D’abord, le nom d’Ibrahim al-Shawish apparaît bien sur deux listes publiées la veille de sa libération par des organisations palestiniennes de soutien aux prisonniers. Sur un document du Bureau des médias des prisonniers, son nom complet Ibrahim Mohammad Khaleel al-Shawish apparaît à la ligne 108, où sa date de naissance, le 18 décembre 1981 est détaillée. On y lit également qu’il est originaire du gouvernorat du Nord de Gaza, ce qui correspond à ses déclarations à l’hôpital. Son nom complet apparaît également sur cette autre liste en position 59.

Ensuite, parmi les réactions à la libération d’Ibrahim al-Shawish figure notamment celle du journaliste palestinien d’Al-Jazeera Mohamed Alzanin. Ce dernier diffuse de nouvelles images montrant l’ancien détenu devant un tableau noir d’école, ou devant des élèves. Le journaliste écrit qu’il «[connaît] très bien M. Ibrahim al-Shawish (Al-Zaanin). Notre maison n’est qu’à quelques mètres de la sienne, et il a été mon professeur au lycée, comme beaucoup d’étudiants à Beit Hanoun.»

Joint par CheckNews, Mohamed Alzanin nous a transmis des liens vers les profils Facebook d’Ibrahim al-Shawish et de son employeur, l’école secondaire pour garçons Ghazi Al Shawa, située à Beit Hanoun. Cet établissement scolaire présente en effet Al-Shawish dans de nombreuses publications comme un enseignant, occupant également le poste de codirecteur.
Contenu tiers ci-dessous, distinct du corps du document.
impl Compatibility {
    const fn supports(self, launch_type: LaunchType) -> bool {
        matches!(
            (self, launch_type),
            (Self::Ec2 | Self::Ec2AndFargate, LaunchType::Ec2)
                | (Self::Fargate | Self::Ec2AndFargate, LaunchType::Fargate)
        )
    }

    fn requires(self) -> Value {
        match self {
            Self::Ec2 => Value::list(["EC2"]),
            Self::Fargate => Value::list(["FARGATE"]),
            Self::Ec2AndFargate => Value::list(["EC2", "FARGATE"]),
        }
    }
}

/// Task networking.
#[derive(Debug, Clone, Copy, PartialEq, Eq, Serialize, Deserialize)]
#[serde(rename_all = "snake_case")]
pub enum NetworkMode {
    /// Docker bridge with dynamic host ports.
    Bridge,
    /// Host networking.
    Host,
    /// One elastic network interface per task.
    AwsVpc,
    /// No networking.
    None,
}

impl NetworkMode {
    /// Template representation.
    #[must_use]
    pub const fn as_str(self) -> &'static str {
        match self {
            Self::Bridge => "bridge",
            Self::Host => "host",
            Self::AwsVpc => "awsvpc",
            Self::None => "none",
        }
    }
}

impl fmt::Display for NetworkMode {
    fn fmt(&self, f: &mut fmt::Formatter<'_>) -> fmt::Result {
        f.write_str(self.as_str())
    }
}

/// Where a service's tasks run.
#[derive(Debug, Clone, Copy, PartialEq, Eq)]
pub enum LaunchType {
    /// EC2 container instances.
    Ec2,
    /// Fargate.
    Fargate,
}

impl LaunchType {
    const fn as_str(self) -> &'static str {
        match self {
            Self::Ec2 => "EC2",
            Self::Fargate => "FARGATE",
        }
    }
}

/// Options for [`TaskDefinition::new`].
#[derive(Debug, Clone, Default)]
pub struct TaskDefinitionProps {
    /// Supported launch types.
    pub compatibility: Compatibility,
    /// Task CPU units. Fargate defaults to 256.
    pub cpu: Option<u32>,
    /// Task memory in MiB. Fargate defaults to 512.
    pub memory_mib: Option<u32>,
    /// Networking. Fargate requires (and defaults to) awsvpc; EC2 defaults to bridge.
    pub network_mode: Option<NetworkMode>,
    /// Family name. Derived from the construct path when absent.
    pub family: Option<String>,
    /// Role assumed by the containers. Created when absent.
    pub task_role: Option<Role>,
    /// Role used by the agent to pull images and write logs. Created on demand.
    pub execution_role: Option<Role>,
}

/// A task definition.
#[derive(Debug, Clone, Copy, PartialEq, Eq)]
pub struct TaskDefinition {
    /// Construct scope.
    pub node: NodeId,
    /// `AWS::ECS::TaskDefinition` resource.
    pub resource: NodeId,
    /// Supported launch types.
    pub compatibility: Compatibility,
    /// Task networking.
    pub network_mode: NetworkMode,
    /// Role assumed by the containers.
    pub task_role: Role,
}

impl TaskDefinition {
    /// Creates a task definition.
    ///
    /// # Errors
    ///
    /// Returns an error if a Fargate-compatible definition asks for a
    /// network mode other than awsvpc.
    pub fn new(
        tree: &mut ConstructTree,
        scope: NodeId,
        id: &str,
        props: TaskDefinitionProps,
    ) -> Result<Self> {
        let fargate = props.compatibility.supports(LaunchType::Fargate);
        let (cpu, memory) = if fargate {
            (
                Some(props.cpu.unwrap_or(DEFAULT_FARGATE_CPU)),
                Some(props.memory_mib.unwrap_or(DEFAULT_FARGATE_MEMORY_MIB)),
            )
        } else {
            (props.cpu, props.memory_mib)
        };

        let node = tree.add_scope(scope, id)?;
        let network_mode = match props.network_mode {
            Some(mode) if fargate && mode != NetworkMode::AwsVpc => {
                return Err(tree.error(
                    node,
                    format!("Fargate tasks can only have AwsVpc network mode, got: {mode}"),
                ));
            }
            Some(mode) => mode,
            None if fargate => NetworkMode::AwsVpc,
            None => NetworkMode::Bridge,
        };

        let family = props.family.unwrap_or_else(|| {
            tree.path(node)
                .chars()
                .filter(|c| c.is_ascii_alphanumeric() || *c == '-' || *c == '_')
                .collect()
        });
        let containers = Value::lazy(move |tree| {
            Value::List(
                tree.children(node)
                    .iter()
                    .filter_map(|&child| tree.fragment(child).cloned())
                    .collect(),
            )
        });
        let resource = tree.add_resource(
            node,
            super::PRIMARY_RESOURCE_ID,
            Resource::new("AWS::ECS::TaskDefinition")
                .with_property("Family", family)
                .with_property("NetworkMode", network_mode.as_str())
                .with_property("RequiresCompatibilities", props.compatibility.requires())
                .with_property("Cpu", cpu.map(|c| c.to_string()))
                .with_property("Memory", memory.map(|m| m.to_string()))
                .with_property("ContainerDefinitions", containers),
        )?;

        let task_role = match props.task_role {
            Some(role) => role,
            None => Role::new(tree, node, "TaskRole", ECS_TASKS_PRINCIPAL)?,
        };
        set_property(tree, resource, "TaskRoleArn", task_role.arn())?;
        if let Some(role) = props.execution_role {
            set_property(tree, resource, EXECUTION_ROLE_ARN, role.arn())?;
        }

        tree.add_validator(node, |tree, node| {
            let containers = containers_of(tree, node);
            if containers.iter().any(|c| c.is_essential(tree)) {
                Vec::new()
            } else {
                vec!["ECS task definition must have at least one essential container".to_string()]
            }
        });
        if props.compatibility.supports(LaunchType::Ec2) {
            tree.add_validator(node, |tree, node| {
                containers_of(tree, node)
                    .into_iter()
                    .filter_map(|c| tree.fragment(c.node))
                    .filter(|def| def.get("Memory").is_none() && def.get("MemoryReservation").is_none())
                    .map(|def| {
                        let name = def.get("Name").and_then(Value::as_str).unwrap_or_default();
                        format!(
                            "ECS Container {name} must have at least one of 'memoryLimitMiB' or 'memoryReservationMiB' specified"
                        )
                    })
                    .collect()
            });
        }

        tracing::debug!(path = %tree.path(node), %network_mode, "created task definition");
        Ok(Self {
            node,
            resource,
            compatibility: props.compatibility,
            network_mode,
            task_role,
        })
    }

    /// Adds a container named after `id`, unless options name it otherwise.
    ///
    /// # Errors
    ///
    /// Returns an error if the image is empty, the memory limit is below the
    /// reservation, or the id is taken.
    pub fn add_container(
        &self,
        tree: &mut ConstructTree,
        id: &str,
        options: ContainerOptions,
    ) -> Result<ContainerDefinition> {
        let node = tree.add_fragment(self.node, id, Value::Null)?;
        if options.image.is_empty() {
            return Err(tree.error(node, "container image must not be empty"));
        }
        if let (Some(limit), Some(reservation)) =
            (options.memory_limit_mib, options.memory_reservation_mib)
        {
            if limit < reservation {
                return Err(tree.error(
                    node,
                    format!(
                        "Memory limit ({limit} MiB) must be greater than or equal to memory reservation ({reservation} MiB)"
                    ),
                ));
            }
        }

        let name = options.container_name.clone().unwrap_or_else(|| id.to_string());
        let log_configuration = match &options.logging {
            Some(driver) => Some(driver.bind(tree, self, id)?),
            None => None,
        };
        if !options.secrets.is_empty() {
            self.ensure_execution_role(tree)?;
        }

        let mut definition: BTreeMap<String, Value> = BTreeMap::new();
        let mut put = |key: &str, value: Value| {
            if !value.is_null() {
                let _ = definition.insert(key.to_string(), value);
            }
        };
        put("Name", name.clone().into());
        put("Image", options.image.into());
        put("Essential", options.essential.unwrap_or(true).into());
        put("Memory", options.memory_limit_mib.into());
        put("MemoryReservation", options.memory_reservation_mib.into());
        put("Cpu", options.cpu.into());
        put("Environment", name_value_list(&options.environment, "Value"));
        put("Secrets", name_value_list(&options.secrets, "ValueFrom"));
        put("Command", string_list(&options.command));
        put("EntryPoint", string_list(&options.entry_point));
        put(
            "DockerLabels",
            if options.docker_labels.is_empty() {
                Value::Null
            } else {
                Value::Map(
                    options
                        .docker_labels
                        .into_iter()
                        .map(|(k, v)| (k, Value::from(v)))
                        .collect(),
                )
            },
        );
        put("LogConfiguration", log_configuration.into());
        put("PortMappings", Value::List(Vec::new()));
        *fragment_mut(tree, node)? = Value::Map(definition);

        tracing::debug!(container = %name, path = %tree.path(node), "added container");
        Ok(ContainerDefinition {
            node,
            network_mode: self.network_mode,
        })
    }

    /// Containers in insertion order.
    #[must_use]
    pub fn containers(&self, tree: &ConstructTree) -> Vec<ContainerDefinition> {
        containers_of(tree, self.node)
    }

    /// First essential container.
    #[must_use]
    pub fn default_container(&self, tree: &ConstructTree) -> Option<ContainerDefinition> {
        self.containers(tree).into_iter().find(|c| c.is_essential(tree))
    }

    /// Finds a container by name.
    #[must_use]
    pub fn find_container(&self, tree: &ConstructTree, name: &str) -> Option<ContainerDefinition> {
        self.containers(tree)
            .into_iter()
            .find(|c| c.name(tree).as_deref() == Some(name))
    }

    /// Creates the execution role unless one is already set.
    ///
    /// # Errors
    ///
    /// Returns an error if the task definition resource is missing.
    pub fn ensure_execution_role(&self, tree: &mut ConstructTree) -> Result<()> {
        let present = tree
            .resource(self.resource)
            .is_some_and(|r| r.property(EXECUTION_ROLE_ARN).is_some());
        if present {
            return Ok(());
        }
        let role = Role::new(tree, self.node, "ExecutionRole", ECS_TASKS_PRINCIPAL)?;
        set_property(tree, self.resource, EXECUTION_ROLE_ARN, role.arn())
    }
}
De nombreuses photographies, parfois prises quelques jours seulement avant l’attaque du 7 octobre 2023 et le début de l’offensive israélienne, permettent d’observer sa bonne condition physique. Sur cette image, le tableau indique la date du samedi 30 septembre 2023.

En comparant les photographies de l’enseignant et du prisonnier, on peut reconnaître plusieurs caractéristiques physiques communes : le même grain de beauté au coin du sourcil gauche, la même forme de l’oreille gauche, les mêmes dentition et implantation capillaire.

CheckNews n’a pas été en mesure de joindre Ibrahim al-Shawish. Nous avons cependant sollicité plusieurs de ses contacts sur Facebook. Un voisin et un ancien élève confirment tous les deux que l’enseignant et le prisonnier sont la même personne.

Sur d’autres publications partagées sur Facebook, montrant les images avant et après sa détention, le directeur de son établissement scolaire lui souhaite «que Dieu lui accorde le rétablissement», tandis qu’un autre ancien élève et un homme portant le même nom de famille partagent le montage confirmant qu’il s’agit bien de l’enseignant. Auprès de CheckNews, le journaliste Mohamed Alzanin indique que le nom de famille d’Ibrahim al-Shawish est une branche de la famille Al-Zanin. Dès samedi, le compte Facebook «Alzaneen Sons», dédié à cette famille de Gaza, avait partagé une image du professeur pour annoncer sa libération des geôles israéliennes.

Enfin, contactée par CheckNews, l’ambassade d’Israël en France confirme qu’Ibrahim al-Shawish fait bien partie des Palestiniens qui ont été libérés en échange d’otages israéliens. Elle nous a transmis cette photographie «prise le jour de sa libération» par l’autorité d’incarcération israélienne. En dépit de l’apparence physique de l’homme, elle ajoute que le bilan médical d’Ibrahim al-Shawish «était bon au moment de sa libération».

L’ambassade israélienne considère que les images d’Ibrahim al-Shawish diffusées par les médias arabes font partie d’une «manipulation», orchestrée par «la propagande du Hamas» qui cherche à «créer une macabre comparaison entre les otages civils israéliens libérés après quinze mois passés dans des conditions inhumaines dans les tunnels de Gaza et les prisonniers palestiniens libérés. Ils essayent de justifier l’horreur qu’ils ont imposée à nos otages civils, qui ont entre 2 et 86 ans, nous ne tolérons pas et n’acceptons pas un tel parallèle».

Interrogée sur les accusations de torture formulées par Ibrahim al-Shawish et la détérioration de sa condition physique, l’administration pénitentiaire israélienne nous a renvoyés vers la diplomatie israélienne. L’ambassade ne nous a pas répondu sur ce point. Aucune des deux institutions interrogées n’ont communiqué sur les raisons de son incarcération.